State Democrats and legal challengers to the newly drawn maps have said that the maps group a majority of the state's Democratic voters into three districts, leaving 10 predominantly Republican districts and just one competitive district, The News & Observer reported.

The maps' challengers say the redistricting will help Republicans keep their majorities in both the state House and Senate.
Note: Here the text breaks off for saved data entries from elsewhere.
use sea_orm::sea_query::{ColumnDef, Index, Table, TableCreateStatement};
use sea_orm::{ConnectionTrait, DatabaseBackend, DatabaseConnection};

use crate::entity::{configuration_definitions, configuration_values};
use endpoint_relay_domain::storage::{StorageError, StorageResult};

pub async fn run_migrations(db: &DatabaseConnection) -> StorageResult<()> {
    let backend = db.get_database_backend();

    let definitions_table = Table::create()
        .if_not_exists()
        .table(configuration_definitions::Entity)
        .col(
            ColumnDef::new(configuration_definitions::Column::Id)
                .string_len(64)
                .not_null()
                .primary_key(),
        )
        .col(
            ColumnDef::new(configuration_definitions::Column::DisplayName)
                .string()
                .not_null(),
        )
        .to_owned();
    create_table(db, backend, definitions_table).await?;

    let values_table = Table::create()
        .if_not_exists()
        .table(configuration_values::Entity)
        .col(
            ColumnDef::new(configuration_values::Column::Id)
                .string_len(64)
                .not_null()
                .primary_key(),
        )
        .col(
            ColumnDef::new(configuration_values::Column::DefinitionId)
                .string_len(64)
                .not_null(),
        )
        .col(
            ColumnDef::new(configuration_values::Column::RawText)
                .text()
                .not_null(),
        )
        .to_owned();
    create_table(db, backend, values_table).await?;

    let definition_index = Index::create()
        .if_not_exists()
        .name("idx_configuration_values_definition_id")
        .table(configuration_values::Entity)
        .col(configuration_values::Column::DefinitionId)
        .to_owned();
    db.execute(backend.build(&definition_index))
        .await
        .map_err(StorageError::from_source)?;

    Ok(())
}

async fn create_table(
    db: &DatabaseConnection,
    backend: DatabaseBackend,
    mut statement: TableCreateStatement,
) -> StorageResult<()> {
    statement.if_not_exists();
    db.execute(backend.build(&statement))
        .await
        .map_err(StorageError::from_source)?;
    Ok(())
}
use std::collections::BTreeMap;

/// A single `field eq value` predicate. The value is kept raw; rendering
/// escapes it.
#[derive(Debug, Clone, PartialEq, Eq)]
pub struct FieldFilter {
    field: String,
    value: String,
}

impl FieldFilter {
    pub fn field(&self) -> &str {
        &self.field
    }

    pub fn value(&self) -> &str {
        &self.value
    }

    /// Renders `field eq 'value'`, doubling embedded single quotes.
    pub fn render(&self) -> String {
        format!("{} eq '{}'", self.field, self.value.replace('\'', "''"))
    }
}

/// Parameterized query against a named table.
#[derive(Debug, Clone, PartialEq, Eq)]
pub struct RecordQuery {
    table: String,
    filters: Vec<FieldFilter>,
    select: Vec<String>,
}

impl RecordQuery {
    pub fn table(table: impl Into<String>) -> Self {
        Self {
            table: table.into(),
            filters: Vec::new(),
            select: Vec::new(),
        }
    }

    pub fn filter_eq(mut self, field: impl Into<String>, value: impl Into<String>) -> Self {
        self.filters.push(FieldFilter {
            field: field.into(),
            value: value.into(),
        });
        self
    }

    pub fn select<I, F>(mut self, fields: I) -> Self
    where
        I: IntoIterator<Item = F>,
        F: Into<String>,
    {
        self.select.extend(fields.into_iter().map(Into::into));
        self
    }

    pub fn table_name(&self) -> &str {
        &self.table
    }

    pub fn filters(&self) -> &[FieldFilter] {
        &self.filters
    }

    pub fn selected_fields(&self) -> &[String] {
        &self.select
    }

    /// Filter in the `field eq 'literal'` predicate language, terms joined
    /// with ` and `.
    pub fn filter_expression(&self) -> String {
        self.filters
            .iter()
            .map(FieldFilter::render)
            .collect::<Vec<_>>()
            .join(" and ")
    }
}

/// A fetched record: selected field names mapped to their textual values.
#[derive(Debug, Clone, Default, PartialEq, Eq)]
pub struct Record {
    fields: BTreeMap<String, String>,
}

impl Record {
    pub fn new() -> Self {
        Self::default()
    }

    pub fn with_field(mut self, field: impl Into<String>, value: impl Into<String>) -> Self {
        self.insert(field, value);
        self
    }

    pub fn insert(&mut self, field: impl Into<String>, value: impl Into<String>) {
        self.fields.insert(field.into(), value.into());
    }

    pub fn get(&self, field: &str) -> Option<&str> {
        self.fields.get(field).map(String::as_str)
    }

    pub fn into_field(mut self, field: &str) -> Option<String> {
        self.fields.remove(field)
    }
}

impl<K, V> FromIterator<(K, V)> for Record
where
    K: Into<String>,
    V: Into<String>,
{
    fn from_iter<T: IntoIterator<Item = (K, V)>>(iter: T) -> Self {
        Self {
            fields: iter
                .into_iter()
                .map(|(k, v)| (k.into(), v.into()))
                .collect(),
        }
    }
}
Butterfield retirement gerrymander Democratic congressman North Carolina
Democratic North Carolina Representative G.K. Butterfield has announced that he won't run for a 10th term in Congress because of a "racially gerrymandered" map drafted by his state's Republican-led legislature. In this photo, Butterfield speaks at a press event following the House of Representatives vote on H.R. 4, the John Lewis Voting Rights Advancement Act, at the U.S. Capitol on August 24, 2021. Anna Moneymaker/Getty

The maps take particular aim at Butterfield's district. It removes the city of Greenville and its surrounding areas out of his district and adds several rural, conservative counties on the Virginia border. The result makes the district lean much more Republican.

Two lawsuits have contested the maps, one by the North Carolina League of Conservation Voters and another by the National Democratic Redistricting Committee, a group led by former U.S. Attorney General Eric Holder.

Democrats worry that gerrymandered maps in North Carolina and other states could help Republicans recapture a majority in the U.S. House during the 2022 midterm elections.

Butterfield said he remains hopeful that courts will overturn the map and ensure that a fair map is enacted instead.

However, Michael Li, a voting rights attorney with the liberal Brennan Center for Justice in New York City, has said he worries that Republicans will win upcoming elections based on the maps before the lawsuits against them are ruled upon.

"It will likely take half a decade or more for these cases to be litigated," Li said. "In the meantime, [Republicans] get to have the fruits of your ill-gotten gains."